The New York Times was live-blogging New Year’s Eve, and their team of reporters included a woman named Paula, with a huge red mane of hair and huge ’70s glasses, who had recently passed away. It was New Year’s Eve, and as everyone knows, the dead are allowed to come back to life on New Year’s Eve, and when they walk amongst the living, it is as if they were never gone. Even the dead don’t realize they’re dead.

So my aunt, who died eight years ago, was at this party, in a beautiful black knit suit with a pale pink blouse and a pillbox hat. I was so happy to see her, but I didn’t really know how to talk to her. No one really did, and she didn’t really know what to say, so she kind of wandered around the party, listened in on conversations, drank coffee and sat alone at the dessert table. Whenever I walked past her I said, “Auntie, how are you?” And she said, “I’m fine, how are you?” and I told her I was good.

(Writing this I am reminded of the last conversation I ever had with her. She was bedridden, wasting, lapsing into morphine hallucinations, and when I visited her I didn’t know what to say besides, “How are you?” She said she was fine. My mom said to her, “You’re not fine. You feel like shit. It’s okay to say you feel like shit.”)

My aunt left the party early, which was tender, because I knew I might never see her again, at least not until next New Year’s Eve, but maybe never. I didn’t cry, though, or make much of a fuss, because I was busy looking for dessert contests and hoping not to miss the stroke of midnight.
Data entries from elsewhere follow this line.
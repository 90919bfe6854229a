//! Configuration loading, validation, and management for Wayfarer.
//!
//! Loads configuration from `~/.wayfarer/config.toml` with environment
//! variable overrides. Validates all settings at startup.

use serde::{Deserialize, Serialize};
use std::path::{Path, PathBuf};

/// The root configuration structure.
///
/// Maps directly to `~/.wayfarer/config.toml`.
#[derive(Clone, Serialize, Deserialize)]
pub struct AppConfig {
    /// API key for the language-model endpoint
    #[serde(default, skip_serializing_if = "Option::is_none")]
    pub api_key: Option<String>,

    /// Base URL override for OpenAI-compatible endpoints
    #[serde(default, skip_serializing_if = "Option::is_none")]
    pub api_url: Option<String>,

    /// Default LLM provider ("openai", "openrouter", "ollama", "offline", ...)
    #[serde(default = "default_provider")]
    pub default_provider: String,

    /// Default model
    #[serde(default = "default_model")]
    pub default_model: String,

    /// Default temperature
    #[serde(default = "default_temperature")]
    pub default_temperature: f32,

    /// Max tokens per LLM response (unset = provider default)
    #[serde(default, skip_serializing_if = "Option::is_none")]
    pub default_max_tokens: Option<u32>,

    /// Reasoning loop settings
    #[serde(default)]
    pub agent: AgentConfig,

    /// HTTP server settings
    #[serde(default)]
    pub server: ServerConfig,

    /// Session store settings
    #[serde(default)]
    pub sessions: SessionsConfig,
}

fn default_provider() -> String {
    "openai".into()
}
fn default_model() -> String {
    "gpt-3.5-turbo".into()
}
fn default_temperature() -> f32 {
    0.7
}

fn redact(s: &Option<String>) -> &'static str {
    match s {
        Some(_) => "[REDACTED]",
        None => "None",
    }
}

impl std::fmt::Debug for AppConfig {
    fn fmt(&self, f: &mut std::fmt::Formatter<'_>) -> std::fmt::Result {
        f.debug_struct("AppConfig")
            .field("api_key", &redact(&self.api_key))
            .field("api_url", &self.api_url)
            .field("default_provider", &self.default_provider)
            .field("default_model", &self.default_model)
            .field("default_temperature", &self.default_temperature)
            .field("default_max_tokens", &self.default_max_tokens)
            .field("agent", &self.agent)
            .field("server", &self.server)
            .field("sessions", &self.sessions)
            .finish()
    }
}

#[derive(Debug, Clone, Serialize, Deserialize)]
pub struct AgentConfig {
    /// Gateway round-trips allowed per user turn
    #[serde(default = "default_max_steps")]
    pub max_steps: usize,

    /// Deadline for a single gateway call, in seconds
    #[serde(default = "default_request_timeout")]
    pub request_timeout_secs: u64,

    /// Replace the built-in system prompt entirely
    #[serde(default, skip_serializing_if = "Option::is_none")]
    pub system_prompt: Option<String>,
}

fn default_max_steps() -> usize {
    10
}
fn default_request_timeout() -> u64 {
    60
}

impl Default for AgentConfig {
    fn default() -> Self {
        Self {
            max_steps: default_max_steps(),
            request_timeout_secs: default_request_timeout(),
            system_prompt: None,
        }
    }
}

#[derive(Debug, Clone, Serialize, Deserialize)]
pub struct ServerConfig {
    #[serde(default = "default_host")]
    pub host: String,

    #[serde(default = "default_port")]
    pub port: u16,
}

fn default_host() -> String {
    "127.0.0.1".into()
}
fn default_port() -> u16 {
    8000
}

impl Default for ServerConfig {
    fn default() -> Self {
        Self {
            host: default_host(),
            port: default_port(),
        }
    }
}

#[derive(Debug, Clone, Serialize, Deserialize)]
pub struct SessionsConfig {
    /// Live sessions kept in memory before the least recently used is evicted
    #[serde(default = "default_max_sessions")]
    pub max_sessions: usize,
}

fn default_max_sessions() -> usize {
    1000
}

impl Default for SessionsConfig {
    fn default() -> Self {
        Self {
            max_sessions: default_max_sessions(),
        }
    }
}

impl AppConfig {
    /// Load configuration from the default path (~/.wayfarer/config.toml).
    ///
    /// Also checks environment variables for API keys:
    /// - `WAYFARER_API_KEY` (highest priority)
    /// - `OPENAI_API_KEY`
    pub fn load() -> Result<Self, ConfigError> {
        let config_path = Self::config_dir().join("config.toml");
        let mut config = Self::load_from(&config_path)?;
        config.apply_env(|name| std::env::var(name).ok());
        Ok(config)
    }

    /// Merge environment overrides read through `lookup`.
    ///
    /// A key from the file wins over the environment. `WAYFARER_PROVIDER`
    /// and `WAYFARER_MODEL` replace the file values. Blank values are ignored.
    pub fn apply_env(&mut self, lookup: impl Fn(&str) -> Option<String>) {
        let non_blank = |name: &str| lookup(name).filter(|v| !v.trim().is_empty());

        self.api_key = self.api_key.take().filter(|k| !k.trim().is_empty());
        if self.api_key.is_none() {
            self.api_key = non_blank("WAYFARER_API_KEY").or_else(|| non_blank("OPENAI_API_KEY"));
        }

        if let Some(provider) = non_blank("WAYFARER_PROVIDER") {
            self.default_provider = provider;
        }

        if let Some(model) = non_blank("WAYFARER_MODEL") {
            self.default_model = model;
        }
    }

    /// Load configuration from a specific file path.
    pub fn load_from(path: &Path) -> Result<Self, ConfigError> {
        if !path.exists() {
            tracing::info!("No config file found at {}, using defaults", path.display());
            return Ok(Self::default());
        }

        let content = std::fs::read_to_string(path).map_err(|e| ConfigError::ReadError {
            path: path.to_path_buf(),
            reason: e.to_string(),
        })?;

        Self::from_toml_str(&content).map_err(|e| match e {
            ConfigError::ParseError { reason, .. } => ConfigError::ParseError {
                path: path.to_path_buf(),
                reason,
            },
            other => other,
        })
    }

    /// Parse and validate configuration from TOML text.
    pub fn from_toml_str(content: &str) -> Result<Self, ConfigError> {
        let mut config: Self = toml::from_str(content).map_err(|e| ConfigError::ParseError {
            path: PathBuf::new(),
            reason: e.to_string(),
        })?;
        config.api_key = config.api_key.filter(|k| !k.trim().is_empty());
        config.validate()?;
        Ok(config)
    }

    /// Get the configuration directory path.
    pub fn config_dir() -> PathBuf {
        dirs_home().join(".wayfarer")
    }

    /// Validate the configuration.
    pub fn validate(&self) -> Result<(), ConfigError> {
        if !(0.0..=2.0).contains(&self.default_temperature) {
            return Err(ConfigError::ValidationError(
                "default_temperature must be between 0.0 and 2.0".into(),
            ));
        }
        if self.agent.max_steps == 0 {
            return Err(ConfigError::ValidationError(
                "agent.max_steps must be at least 1".into(),
            ));
        }
        if self.agent.request_timeout_secs == 0 {
            return Err(ConfigError::ValidationError(
                "agent.request_timeout_secs must be greater than 0".into(),
            ));
        }
        if self.sessions.max_sessions == 0 {
            return Err(ConfigError::ValidationError(
                "sessions.max_sessions must be at least 1".into(),
            ));
        }
        Ok(())
    }

    /// Check if an API key is available (from config or environment).
    pub fn has_api_key(&self) -> bool {
        self.api_key.as_deref().is_some_and(|k| !k.trim().is_empty())
    }

    /// Generate a default config TOML string.
    pub fn default_toml() -> String {
        toml::to_string_pretty(&Self::default()).unwrap_or_default()
    }
}

impl Default for AppConfig {
    fn default() -> Self {
        Self {
            api_key: None,
            api_url: None,
            default_provider: default_provider(),
            default_model: default_model(),
            default_temperature: default_temperature(),
            default_max_tokens: None,
            agent: AgentConfig::default(),
            server: ServerConfig::default(),
            sessions: SessionsConfig::default(),
        }
    }
}

/// Get the user's home directory.
fn dirs_home() -> PathBuf {
    #[cfg(target_os = "windows")]
    {
        std::env::var("USERPROFILE")
            .map(PathBuf::from)
            .unwrap_or_else(|_| PathBuf::from("C:\\Users\\Default"))
    }
    #[cfg(not(target_os = "windows"))]
    {
        std::env::var("HOME")
            .map(PathBuf::from)
            .unwrap_or_else(|_| PathBuf::from("/tmp"))
    }
}

/// Configuration errors.
#[derive(Debug, thiserror::Error)]
pub enum ConfigError {
    #[error("Failed to read config file at {path}: {reason}")]
    ReadError { path: PathBuf, reason: String },

    #[error("Failed to parse config file at {path}: {reason}")]
    ParseError { path: PathBuf, reason: String },

    #[error("Configuration validation failed: {0}")]
    ValidationError(String),
}

impl From<ConfigError> for wayfarer_core::Error {
    fn from(e: ConfigError) -> Self {
        wayfarer_core::Error::Config {
            message: e.to_string(),
        }
    }
}
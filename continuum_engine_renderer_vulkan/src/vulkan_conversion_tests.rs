//! Unit tests for Vulkan conversion functions
//!
//! Tests pure conversion functions without requiring GPU.
//! Validates the mapping between engine build descriptors and Vulkan flags.

use super::*;

// ============================================================================
// BUILD FLAGS
// ============================================================================

#[test]
fn test_build_flags_default_prefers_fast_trace() {
    let flags = build_flags_to_vk(AccelerationStructureUsage::empty());
    assert_eq!(flags, vk::BuildAccelerationStructureFlagsKHR::PREFER_FAST_TRACE);
}

#[test]
fn test_build_flags_refit_allows_update() {
    let flags = build_flags_to_vk(AccelerationStructureUsage::REFIT);
    assert!(flags.contains(vk::BuildAccelerationStructureFlagsKHR::ALLOW_UPDATE));
    assert!(flags.contains(vk::BuildAccelerationStructureFlagsKHR::PREFER_FAST_TRACE));
}

#[test]
fn test_build_flags_fast_build_replaces_fast_trace() {
    let flags = build_flags_to_vk(
        AccelerationStructureUsage::REFIT | AccelerationStructureUsage::PREFER_FAST_BUILD,
    );
    assert!(flags.contains(vk::BuildAccelerationStructureFlagsKHR::PREFER_FAST_BUILD));
    assert!(!flags.contains(vk::BuildAccelerationStructureFlagsKHR::PREFER_FAST_TRACE));
    assert!(flags.contains(vk::BuildAccelerationStructureFlagsKHR::ALLOW_UPDATE));
}

// ============================================================================
// BUFFER USAGE
// ============================================================================

#[test]
fn test_bounding_boxes_buffer_is_build_input() {
    let flags = buffer_usage_to_vk(BufferUsage::BoundingBoxes);
    assert!(flags.contains(vk::BufferUsageFlags::ACCELERATION_STRUCTURE_BUILD_INPUT_READ_ONLY_KHR));
    assert!(flags.contains(vk::BufferUsageFlags::SHADER_DEVICE_ADDRESS));
    assert_eq!(buffer_location(BufferUsage::BoundingBoxes), gpu_allocator::MemoryLocation::CpuToGpu);
}

#[test]
fn test_scratch_buffer_is_device_local_storage() {
    let flags = buffer_usage_to_vk(BufferUsage::Scratch);
    assert!(flags.contains(vk::BufferUsageFlags::STORAGE_BUFFER));
    assert!(flags.contains(vk::BufferUsageFlags::SHADER_DEVICE_ADDRESS));
    assert_eq!(buffer_location(BufferUsage::Scratch), gpu_allocator::MemoryLocation::GpuOnly);
}

// ============================================================================
// ALIGNMENT
// ============================================================================

#[test]
fn test_align_up() {
    assert_eq!(align_up(0, 128), 0);
    assert_eq!(align_up(1, 128), 128);
    assert_eq!(align_up(128, 128), 128);
    assert_eq!(align_up(129, 128), 256);
    assert_eq!(align_up(77, 1), 77);
}

// ============================================================================
// BUILD RANGES
// ============================================================================

#[test]
fn test_primitive_offset_in_range() {
    assert_eq!(primitive_offset(0).unwrap(), 0);
    assert_eq!(primitive_offset(24).unwrap(), 24);
    assert_eq!(primitive_offset(u32::MAX as u64).unwrap(), u32::MAX);
}

#[test]
fn test_primitive_offset_too_large_is_rejected() {
    let result = primitive_offset(u32::MAX as u64 + 24);
    assert!(matches!(result, Err(Error::InvalidResource(_))));
}
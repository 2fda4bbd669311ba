/// Canonical axis-aligned bounds and their comparison

use bytemuck::{Pod, Zeroable};
use glam::Vec3;
use crate::error::Result;
use crate::staging::{BoundingVolume, BoundingVolumeStyle};

/// Axis-Aligned Bounding Box in the entity's local space
///
/// Laid out as the GPU expects AABB geometry: six consecutive `f32`
/// (`min.xyz`, then `max.xyz`), 24 bytes, no padding.
#[derive(Debug, Clone, Copy, PartialEq, Default, Pod, Zeroable)]
#[repr(C)]
pub struct Aabb {
    /// Minimum corner (x, y, z)
    pub min: Vec3,
    /// Maximum corner (x, y, z)
    pub max: Vec3,
}

/// Byte size of one `Aabb` in a bounds buffer
pub const AABB_STRIDE: u64 = std::mem::size_of::<Aabb>() as u64;

impl Aabb {
    pub fn new(min: Vec3, max: Vec3) -> Self {
        Self { min, max }
    }

    /// Box centered on the origin with half-size `half_extent` on every axis
    pub fn cube(half_extent: f32) -> Self {
        Self {
            min: Vec3::splat(-half_extent),
            max: Vec3::splat(half_extent),
        }
    }

    /// True if every one of the six scalars differs by strictly less than `eps`
    pub fn approx_eq(&self, other: &Aabb, eps: f32) -> bool {
        approx_eq(self.min.x, other.min.x, eps)
            && approx_eq(self.max.x, other.max.x, eps)
            && approx_eq(self.min.y, other.min.y, eps)
            && approx_eq(self.max.y, other.max.y, eps)
            && approx_eq(self.min.z, other.min.z, eps)
            && approx_eq(self.max.z, other.max.z, eps)
    }

    /// Bytes as written into a bounds buffer
    pub fn as_bytes(&self) -> &[u8] {
        bytemuck::bytes_of(self)
    }
}

/// `|a - b| < eps`
#[inline]
pub fn approx_eq(a: f32, b: f32, eps: f32) -> bool {
    (a - b).abs() < eps
}

/// Local-space AABB enclosing a bounding volume
///
/// # Errors
///
/// `InvalidShape` if the volume's style tag is unknown
pub fn to_canonical_bounds(volume: &BoundingVolume) -> Result<Aabb> {
    match volume.style()? {
        BoundingVolumeStyle::Sphere => Ok(Aabb::cube(volume.extent)),
    }
}

#[cfg(test)]
#[path = "bounds_tests.rs"]
mod tests;
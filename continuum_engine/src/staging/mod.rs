/// Staging module - bounding volumes, render packets and the stager

pub mod components;
pub mod bounds;
pub mod render_packet;
pub mod stager;

pub use components::*;
pub use bounds::*;
pub use render_packet::*;
pub use stager::*;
I went into the garage to get something, maybe another tray of cupcakes, and found that my mother, to celebrate the New Year, had rented back every single car that anyone in the family had ever driven, including my first car, a red ’94 Mercury Topaz, which in this dream was also a convertible. I begged my mom to let me keep it, but she said, “We just drove it the last time I visited you in Wisconsin! Don’t you remember?” I did not.

My dad looked at his cars and said, “I never drove any of those.” My mom said, “Of course you did.” And I thought, “Yes, I remember all of those cars.”

In waking life I realize my dad was right. He never drove any of those cars.